Problem requirements:
Show each line of the records in which the word "transport" occurs.
====== Record extracts
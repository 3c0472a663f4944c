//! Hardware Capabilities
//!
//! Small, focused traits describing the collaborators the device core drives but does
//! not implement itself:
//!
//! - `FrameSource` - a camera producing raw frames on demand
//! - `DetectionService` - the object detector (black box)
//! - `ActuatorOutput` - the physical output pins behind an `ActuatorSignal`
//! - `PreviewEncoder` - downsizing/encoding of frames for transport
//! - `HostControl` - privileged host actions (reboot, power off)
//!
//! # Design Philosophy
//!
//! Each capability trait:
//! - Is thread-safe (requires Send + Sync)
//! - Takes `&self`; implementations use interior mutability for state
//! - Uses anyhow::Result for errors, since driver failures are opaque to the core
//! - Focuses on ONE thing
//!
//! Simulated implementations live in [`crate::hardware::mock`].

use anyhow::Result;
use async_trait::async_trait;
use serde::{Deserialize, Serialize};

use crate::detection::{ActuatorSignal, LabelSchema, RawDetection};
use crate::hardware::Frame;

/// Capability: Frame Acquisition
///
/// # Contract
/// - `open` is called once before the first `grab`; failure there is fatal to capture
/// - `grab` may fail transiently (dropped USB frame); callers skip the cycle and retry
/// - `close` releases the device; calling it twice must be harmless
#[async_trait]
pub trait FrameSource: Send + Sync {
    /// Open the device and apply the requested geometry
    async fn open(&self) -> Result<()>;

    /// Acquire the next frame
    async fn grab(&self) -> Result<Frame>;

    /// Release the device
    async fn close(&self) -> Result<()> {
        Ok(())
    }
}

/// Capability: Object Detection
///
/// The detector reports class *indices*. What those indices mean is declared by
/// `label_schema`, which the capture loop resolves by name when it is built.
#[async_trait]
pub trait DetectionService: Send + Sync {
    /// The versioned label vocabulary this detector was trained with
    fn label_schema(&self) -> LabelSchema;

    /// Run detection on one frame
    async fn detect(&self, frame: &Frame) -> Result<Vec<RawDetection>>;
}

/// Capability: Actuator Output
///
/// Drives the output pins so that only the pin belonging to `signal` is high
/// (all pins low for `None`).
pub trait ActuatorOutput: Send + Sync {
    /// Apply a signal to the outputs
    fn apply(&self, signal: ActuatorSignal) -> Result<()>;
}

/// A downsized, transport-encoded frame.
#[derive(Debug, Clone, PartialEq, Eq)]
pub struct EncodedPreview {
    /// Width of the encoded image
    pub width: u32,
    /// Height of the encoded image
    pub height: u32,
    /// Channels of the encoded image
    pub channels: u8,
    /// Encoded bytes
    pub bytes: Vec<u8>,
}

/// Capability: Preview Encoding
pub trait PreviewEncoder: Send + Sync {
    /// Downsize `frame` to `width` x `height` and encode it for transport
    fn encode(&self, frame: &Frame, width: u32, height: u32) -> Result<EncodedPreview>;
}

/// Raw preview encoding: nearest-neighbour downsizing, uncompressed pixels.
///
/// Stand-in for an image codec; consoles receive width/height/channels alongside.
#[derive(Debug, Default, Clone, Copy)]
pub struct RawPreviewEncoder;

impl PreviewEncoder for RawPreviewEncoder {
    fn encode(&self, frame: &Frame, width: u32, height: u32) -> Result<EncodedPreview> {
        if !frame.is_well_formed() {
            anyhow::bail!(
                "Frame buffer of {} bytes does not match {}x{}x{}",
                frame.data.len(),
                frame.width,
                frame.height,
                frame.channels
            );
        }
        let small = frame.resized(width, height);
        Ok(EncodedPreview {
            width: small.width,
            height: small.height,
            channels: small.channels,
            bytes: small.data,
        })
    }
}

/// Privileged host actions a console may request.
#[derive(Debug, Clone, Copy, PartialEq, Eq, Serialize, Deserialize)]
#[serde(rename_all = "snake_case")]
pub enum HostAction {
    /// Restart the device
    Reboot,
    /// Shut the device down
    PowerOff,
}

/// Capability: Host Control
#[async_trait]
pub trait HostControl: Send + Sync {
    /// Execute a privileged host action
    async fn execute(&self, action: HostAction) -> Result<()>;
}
============
====== Record extracts
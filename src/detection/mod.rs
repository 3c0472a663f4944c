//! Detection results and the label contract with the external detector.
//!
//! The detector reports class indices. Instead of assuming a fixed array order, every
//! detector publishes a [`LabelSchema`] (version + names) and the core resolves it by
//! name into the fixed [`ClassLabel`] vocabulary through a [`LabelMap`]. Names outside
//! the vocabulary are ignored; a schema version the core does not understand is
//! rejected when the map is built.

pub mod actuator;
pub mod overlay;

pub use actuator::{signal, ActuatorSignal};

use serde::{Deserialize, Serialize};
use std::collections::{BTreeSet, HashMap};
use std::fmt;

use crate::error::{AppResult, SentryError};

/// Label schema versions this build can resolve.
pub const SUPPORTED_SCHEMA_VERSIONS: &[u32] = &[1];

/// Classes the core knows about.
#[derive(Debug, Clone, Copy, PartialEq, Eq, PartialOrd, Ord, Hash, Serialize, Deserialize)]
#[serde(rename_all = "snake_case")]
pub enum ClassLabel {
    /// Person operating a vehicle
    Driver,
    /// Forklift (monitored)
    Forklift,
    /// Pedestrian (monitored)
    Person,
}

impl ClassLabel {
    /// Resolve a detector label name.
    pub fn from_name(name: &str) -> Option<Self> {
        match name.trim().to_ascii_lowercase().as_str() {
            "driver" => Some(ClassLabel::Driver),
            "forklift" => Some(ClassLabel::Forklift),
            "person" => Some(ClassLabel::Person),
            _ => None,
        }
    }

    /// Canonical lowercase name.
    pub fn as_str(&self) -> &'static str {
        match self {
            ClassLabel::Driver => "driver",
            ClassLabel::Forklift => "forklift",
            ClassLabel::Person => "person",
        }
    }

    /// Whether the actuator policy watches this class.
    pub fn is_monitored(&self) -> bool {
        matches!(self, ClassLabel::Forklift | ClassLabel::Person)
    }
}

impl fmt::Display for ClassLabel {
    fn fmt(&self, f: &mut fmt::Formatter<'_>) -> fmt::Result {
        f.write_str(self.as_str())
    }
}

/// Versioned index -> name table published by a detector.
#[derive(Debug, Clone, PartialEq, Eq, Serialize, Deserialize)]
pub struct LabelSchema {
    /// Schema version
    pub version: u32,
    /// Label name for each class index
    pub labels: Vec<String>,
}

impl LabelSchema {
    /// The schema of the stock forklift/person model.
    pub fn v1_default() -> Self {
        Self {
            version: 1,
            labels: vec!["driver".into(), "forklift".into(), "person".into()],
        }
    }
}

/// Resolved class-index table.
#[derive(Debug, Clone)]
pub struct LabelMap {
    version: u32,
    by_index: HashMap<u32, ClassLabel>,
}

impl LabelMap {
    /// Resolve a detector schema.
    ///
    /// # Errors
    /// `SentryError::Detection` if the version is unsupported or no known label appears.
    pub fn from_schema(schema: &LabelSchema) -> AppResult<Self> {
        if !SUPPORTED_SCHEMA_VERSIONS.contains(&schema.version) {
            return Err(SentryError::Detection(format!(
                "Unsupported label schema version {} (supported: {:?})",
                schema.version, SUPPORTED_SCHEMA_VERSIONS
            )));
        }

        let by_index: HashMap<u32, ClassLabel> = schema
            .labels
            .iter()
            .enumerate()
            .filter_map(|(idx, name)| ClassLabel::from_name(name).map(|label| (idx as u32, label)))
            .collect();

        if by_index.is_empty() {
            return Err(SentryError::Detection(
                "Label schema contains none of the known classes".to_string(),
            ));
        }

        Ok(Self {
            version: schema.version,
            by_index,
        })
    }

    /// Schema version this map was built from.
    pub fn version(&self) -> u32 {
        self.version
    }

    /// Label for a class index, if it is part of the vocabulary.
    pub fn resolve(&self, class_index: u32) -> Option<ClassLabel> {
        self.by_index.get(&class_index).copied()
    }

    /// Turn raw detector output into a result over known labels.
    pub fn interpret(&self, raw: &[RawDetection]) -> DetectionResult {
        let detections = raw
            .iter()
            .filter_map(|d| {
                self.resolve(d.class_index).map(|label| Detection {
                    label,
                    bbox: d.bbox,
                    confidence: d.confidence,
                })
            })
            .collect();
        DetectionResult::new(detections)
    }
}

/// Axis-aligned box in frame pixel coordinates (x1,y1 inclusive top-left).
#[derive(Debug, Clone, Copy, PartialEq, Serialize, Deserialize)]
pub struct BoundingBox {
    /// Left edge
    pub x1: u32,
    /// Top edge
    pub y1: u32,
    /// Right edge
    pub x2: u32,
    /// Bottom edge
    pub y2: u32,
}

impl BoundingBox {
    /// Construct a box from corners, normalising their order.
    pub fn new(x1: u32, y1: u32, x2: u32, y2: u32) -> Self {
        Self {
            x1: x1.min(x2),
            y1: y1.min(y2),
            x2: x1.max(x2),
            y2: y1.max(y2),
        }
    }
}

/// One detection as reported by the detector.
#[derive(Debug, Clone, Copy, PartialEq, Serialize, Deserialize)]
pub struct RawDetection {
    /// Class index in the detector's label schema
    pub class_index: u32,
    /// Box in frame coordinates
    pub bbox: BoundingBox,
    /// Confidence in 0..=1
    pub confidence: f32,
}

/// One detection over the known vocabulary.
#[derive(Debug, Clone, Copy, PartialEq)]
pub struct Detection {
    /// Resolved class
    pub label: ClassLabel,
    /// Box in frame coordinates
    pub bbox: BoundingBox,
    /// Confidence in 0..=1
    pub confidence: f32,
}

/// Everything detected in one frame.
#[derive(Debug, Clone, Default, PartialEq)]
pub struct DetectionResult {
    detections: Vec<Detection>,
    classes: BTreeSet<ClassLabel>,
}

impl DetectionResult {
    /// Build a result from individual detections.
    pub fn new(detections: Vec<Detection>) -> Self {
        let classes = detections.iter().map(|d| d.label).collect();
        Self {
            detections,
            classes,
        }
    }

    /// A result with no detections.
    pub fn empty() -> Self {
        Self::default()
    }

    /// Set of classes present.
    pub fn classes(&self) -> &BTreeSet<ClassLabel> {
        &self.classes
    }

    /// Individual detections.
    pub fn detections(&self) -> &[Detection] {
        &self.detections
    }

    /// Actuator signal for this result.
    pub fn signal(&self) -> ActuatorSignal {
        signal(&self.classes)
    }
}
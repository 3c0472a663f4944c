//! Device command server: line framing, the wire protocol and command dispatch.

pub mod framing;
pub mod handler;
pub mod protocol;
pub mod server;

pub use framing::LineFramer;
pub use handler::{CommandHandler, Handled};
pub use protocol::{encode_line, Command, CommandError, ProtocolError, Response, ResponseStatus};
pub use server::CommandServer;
============
====== Record extracts
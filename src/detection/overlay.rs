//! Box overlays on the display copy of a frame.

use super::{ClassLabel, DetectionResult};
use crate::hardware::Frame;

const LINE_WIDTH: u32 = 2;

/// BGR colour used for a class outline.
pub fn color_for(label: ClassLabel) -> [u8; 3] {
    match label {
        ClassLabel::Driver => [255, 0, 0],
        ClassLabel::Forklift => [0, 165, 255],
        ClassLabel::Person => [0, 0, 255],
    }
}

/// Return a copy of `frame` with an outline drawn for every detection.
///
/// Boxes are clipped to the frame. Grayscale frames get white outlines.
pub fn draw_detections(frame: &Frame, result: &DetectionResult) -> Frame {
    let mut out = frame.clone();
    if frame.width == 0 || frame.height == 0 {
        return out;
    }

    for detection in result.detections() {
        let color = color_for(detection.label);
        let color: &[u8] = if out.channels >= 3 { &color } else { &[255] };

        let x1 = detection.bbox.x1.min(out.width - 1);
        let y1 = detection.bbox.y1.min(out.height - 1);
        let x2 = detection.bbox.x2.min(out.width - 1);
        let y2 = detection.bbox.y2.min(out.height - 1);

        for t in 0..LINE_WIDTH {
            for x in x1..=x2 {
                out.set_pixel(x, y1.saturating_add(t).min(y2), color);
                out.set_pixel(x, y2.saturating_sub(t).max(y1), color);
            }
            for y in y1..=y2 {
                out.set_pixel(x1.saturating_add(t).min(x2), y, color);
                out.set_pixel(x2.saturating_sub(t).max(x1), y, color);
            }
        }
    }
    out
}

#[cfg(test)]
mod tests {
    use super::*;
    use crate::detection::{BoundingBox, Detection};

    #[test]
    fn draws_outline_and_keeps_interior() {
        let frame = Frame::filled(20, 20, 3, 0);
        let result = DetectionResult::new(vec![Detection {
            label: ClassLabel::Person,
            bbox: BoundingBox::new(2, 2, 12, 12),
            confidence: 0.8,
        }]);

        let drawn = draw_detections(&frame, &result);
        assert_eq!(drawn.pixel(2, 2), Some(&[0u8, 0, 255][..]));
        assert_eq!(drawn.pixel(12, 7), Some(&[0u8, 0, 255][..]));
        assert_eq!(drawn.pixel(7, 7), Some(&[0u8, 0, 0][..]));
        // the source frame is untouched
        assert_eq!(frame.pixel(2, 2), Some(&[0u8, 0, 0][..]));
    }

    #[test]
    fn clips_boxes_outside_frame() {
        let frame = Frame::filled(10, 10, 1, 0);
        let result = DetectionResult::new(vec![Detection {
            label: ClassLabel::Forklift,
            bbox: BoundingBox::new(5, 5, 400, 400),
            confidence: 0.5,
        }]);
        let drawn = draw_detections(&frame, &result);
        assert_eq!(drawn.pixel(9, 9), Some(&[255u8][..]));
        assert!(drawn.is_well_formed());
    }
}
============
Problem solution:
//! - `PreviewEncoder` - downsizing/encoding of frames for transport
/// A downsized, transport-encoded frame.
    /// Downsize `frame` to `width` x `height` and encode it for transport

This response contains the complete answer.